HTML From the Ground Up

by L. Downs

More About URLs

Now we're going to take a closer look at some of the nuts and bolts that hold all this together. Part of this lesson is going to be about terminology--not necessarily because it will help you write better Web pages, but because you're going to hear these terms bandied about and if you have no clue what they mean you'll be out of the loop. And that's bad. So let's take a deep breath and revisit how all this works.

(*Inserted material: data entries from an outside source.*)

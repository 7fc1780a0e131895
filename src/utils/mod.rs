//! Utility module with helper functions
//!
//! This module provides:
//! - Configuration handling
//! - Atomic checkpoint save/load with retention

mod checkpoint;
mod config;

pub use checkpoint::{CheckpointManager, CheckpointMeta, LoadedCheckpoint, FORMAT_VERSION};
pub use config::{
    ensure_config_exists, Config, DataConfig, ModelConfig, OutputConfig, TrainingConfigFile,
};
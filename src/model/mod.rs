//! Model module containing GAN architecture components
//!
//! This module provides:
//! - Generator network for creating synthetic images from latent noise
//! - Discriminator network for distinguishing real from fake
//! - DCGAN wrapper owning both networks and their parameter stores
//! - The frozen feature extractor used by the distance metric

mod dcgan;
mod discriminator;
mod extractor;
mod generator;

pub use dcgan::Dcgan;
pub use discriminator::{Discriminator, DiscriminatorConfig};
pub use extractor::{FeatureExtractor, FrozenConvExtractor};
pub use generator::{Generator, GeneratorConfig};

use candle_core::Tensor;

/// Spatial size every network starts from (generator) or ends at (discriminator)
pub const BASE_RESOLUTION: usize = 4;

/// Number of stride-2 stages between `BASE_RESOLUTION` and `image_size`.
///
/// Returns `None` unless `image_size` is `4 * 2^k` with `k >= 1`.
pub fn resolution_stages(image_size: usize) -> Option<usize> {
    if image_size < 2 * BASE_RESOLUTION || image_size % BASE_RESOLUTION != 0 {
        return None;
    }
    let ratio = image_size / BASE_RESOLUTION;
    ratio
        .is_power_of_two()
        .then(|| ratio.trailing_zeros() as usize)
}

pub(crate) fn leaky_relu(xs: &Tensor, negative_slope: f64) -> candle_core::Result<Tensor> {
    xs.maximum(&xs.affine(negative_slope, 0.0)?)
}

#[cfg(test)]
mod tests {
    use super::*;

    #[test]
    fn test_resolution_stages() {
        assert_eq!(resolution_stages(8), Some(1));
        assert_eq!(resolution_stages(64), Some(4));
        assert_eq!(resolution_stages(128), Some(5));
        assert_eq!(resolution_stages(4), None);
        assert_eq!(resolution_stages(48), None);
        assert_eq!(resolution_stages(0), None);
    }
}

First of all, you need to understand that beneath the human-friendly icing of URLs and links, computers actually communicate with each other through numbers. Text is exchanged in the form of numbers. So are graphics. Even the actual "address" of each computer is a number, usually written in the form [number].[number].[number].[number] where each [number] is a whole number between 0 and 255. This numeric address is called an IP address. In some cases where a network is having problems and you can't access a Web site by its URL you can still get in by entering its IP address instead (if you know what it is). You may even encounter some sites which do not have a URL, just an IP address.

In order to make things a little more friendly, however, a domain name can be assigned to one or more IP addresses. For example, in the URL http://www.twinplanets.com "twinplanets.com" is the domain name. There are many specialized computers scattered all over the Internet whose only job is to look up domain names and convert them to IP addresses; these are called "domain name servers," or (rather redundantly) "DNS servers." If the domain name server for an institution crashes, the only way to access any Internet site from that institution is via its IP address until the domain name server is fixed.

Think of the domain name as being like the root directory (for example, C:\ on a PC) for a site. Like a PC, you can have subdirectories beneath the root directory, and subdirectories beneath those, and so on. Eventually you end with an actual file name, such as index.html. We call the entire string of file name preceded by subdirectories (and minus only the domain name itself) the path. For example, in the URL http://www.twinplanets.com/tutorial/examples/index.html we would call twinplanets.com the domain name and /tutorial/examples/index.html the path. Remember that you can also have a fragment (such as #top) tacked on at the very end, enabling you to jump to an anchor somewhere in the document.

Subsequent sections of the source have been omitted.